For several people in India, 8 February resulted in sweet victory as the Telecom and Regulatory Authority of India (TRAI) ruled in favour of Net Neutrality, which means that service providers will treat all internet traffic on the same footing, and not charge different rates for different services. The regulatory authority had received over one million comments on the need to protect Net Neutrality, which was followed by requests to ban discriminatory practices such as ‘zero-rated’ internet offerings.

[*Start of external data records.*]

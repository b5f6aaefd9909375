use std::path::{Path, PathBuf};
use std::process::Stdio;

use async_trait::async_trait;
use tokio::process::Command;
use tracing::{debug, instrument, trace, warn};

use crate::config::Config;
use crate::error::ProbeError;
use crate::{Channel, ChannelRole};

use super::silence::{self, SAMPLE_RATE};
use super::{AudioProbe, ProbeResult, TempArtifact, remove_if_present};

/// Length of the fragment fetched from each stream.
pub const SAMPLE_SECONDS: u32 = 10;

/// Probe that shells out to `ffmpeg` to record and decode a fragment.
#[derive(Debug, Clone)]
pub struct FfmpegProbe {
    ffmpeg_bin: String,
    temp_dir: PathBuf,
    threshold_dbfs: f64,
    run_id: String,
}

impl FfmpegProbe {
    pub fn new(config: &Config) -> Self {
        Self {
            ffmpeg_bin: config.ffmpeg_bin.clone(),
            temp_dir: config.temp_dir.clone(),
            threshold_dbfs: f64::from(config.threshold_dbfs),
            run_id: std::process::id().to_string(),
        }
    }

    /// Artifact location for a channel, unique to this process.
    pub fn artifact_path(&self, role: ChannelRole) -> PathBuf {
        self.temp_dir
            .join(format!("radio_watchdog_{}_{}.mp3", self.run_id, role.id()))
    }

    async fn fetch(&self, url: &str, artifact: &Path) -> Result<(), ProbeError> {
        let output = Command::new(&self.ffmpeg_bin)
            .arg("-y")
            .args(["-i", url])
            .arg("-t")
            .arg(SAMPLE_SECONDS.to_string())
            .args(["-acodec", "copy"])
            .arg(artifact)
            .args(["-loglevel", "error"])
            .stdin(Stdio::null())
            .kill_on_drop(true)
            .output()
            .await
            .map_err(ProbeError::Spawn)?;

        if !output.stderr.is_empty() {
            trace!(
                "decoder diagnostics: {}",
                String::from_utf8_lossy(&output.stderr).trim()
            );
        }

        if !output.status.success() {
            return Err(ProbeError::ExitStatus(output.status.code()));
        }

        // the artifact, not the tool's own report, decides success
        if !artifact.is_file() {
            return Err(ProbeError::MissingArtifact);
        }

        Ok(())
    }

    async fn decode(&self, artifact: &Path) -> Result<Vec<i16>, ProbeError> {
        let output = Command::new(&self.ffmpeg_bin)
            .args(["-loglevel", "error"])
            .arg("-i")
            .arg(artifact)
            .args(["-f", "s16le", "-acodec", "pcm_s16le", "-ac", "1"])
            .arg("-ar")
            .arg(SAMPLE_RATE.to_string())
            .arg("pipe:1")
            .stdin(Stdio::null())
            .kill_on_drop(true)
            .output()
            .await
            .map_err(ProbeError::Spawn)?;

        if !output.status.success() {
            return Err(ProbeError::Decode(
                String::from_utf8_lossy(&output.stderr).trim().to_string(),
            ));
        }

        Ok(pcm_samples(&output.stdout))
    }
}

/// Interpret little-endian 16-bit PCM; a trailing odd byte is dropped.
pub fn pcm_samples(bytes: &[u8]) -> Vec<i16> {
    bytes
        .chunks_exact(2)
        .map(|pair| i16::from_le_bytes([pair[0], pair[1]]))
        .collect()
}

#[async_trait]
impl AudioProbe for FfmpegProbe {
    #[instrument(skip(self, channel), fields(role = channel.role.id()))]
    async fn probe(&self, channel: &Channel) -> ProbeResult {
        let Some(url) = &channel.url else {
            return ProbeResult::Failed {
                reason: "channel has no stream address".to_string(),
            };
        };

        let artifact = TempArtifact::new(self.artifact_path(channel.role));

        if let Err(e) = self.fetch(url, artifact.path()).await {
            warn!("could not sample {url}: {e}");
            return ProbeResult::Failed {
                reason: e.to_string(),
            };
        }

        let samples = match self.decode(artifact.path()).await {
            Ok(samples) => samples,
            Err(e) => {
                warn!("could not analyse sample of {url}: {e}");
                return ProbeResult::Failed {
                    reason: e.to_string(),
                };
            }
        };

        let non_silent_percent =
            silence::non_silent_percent(&samples, SAMPLE_RATE, self.threshold_dbfs);
        debug!("{url}: {non_silent_percent:.1}% non-silent");

        ProbeResult::Sampled { non_silent_percent }
    }

    fn cleanup(&self) {
        for role in ChannelRole::ALL {
            remove_if_present(&self.artifact_path(role));
        }
    }
}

In a statement, TRAI stated, ‘No service provider shall offer or charge discriminatory tariffs for data services on the basis of content. Further, no service provider shall enter into any arrangement, agreement… that has the effect of discriminatory tariffs for data services being offered or charged to the consumer on the basis of content.’ TRAI’s announcement has closed the doors on Facebook’s Free Basics, which, as one would remember from some aggressive advertisements in newspapers and speeches by Mark Zuckerberg, was a means to provide free internet access to the poor who couldn’t afford data charges.
The debate for and against Net Neutrality and Free Basics had reached a crescendo recently in editorials, panel discussions and primers on social media networks. Some activists have been called ‘elitist’ for denying free internet services to the poor, while detractors suggest that nothing stops service providers or even Facebook from giving access to the entire internet free to the poor instead of just letting them avail of a few handpicked websites. While free internet access is good, the broader point, as the Telecom Ministry made clear soon after the ruling, is that this is actually the Government’s job. Remember ‘Bijli, paani aur internet’?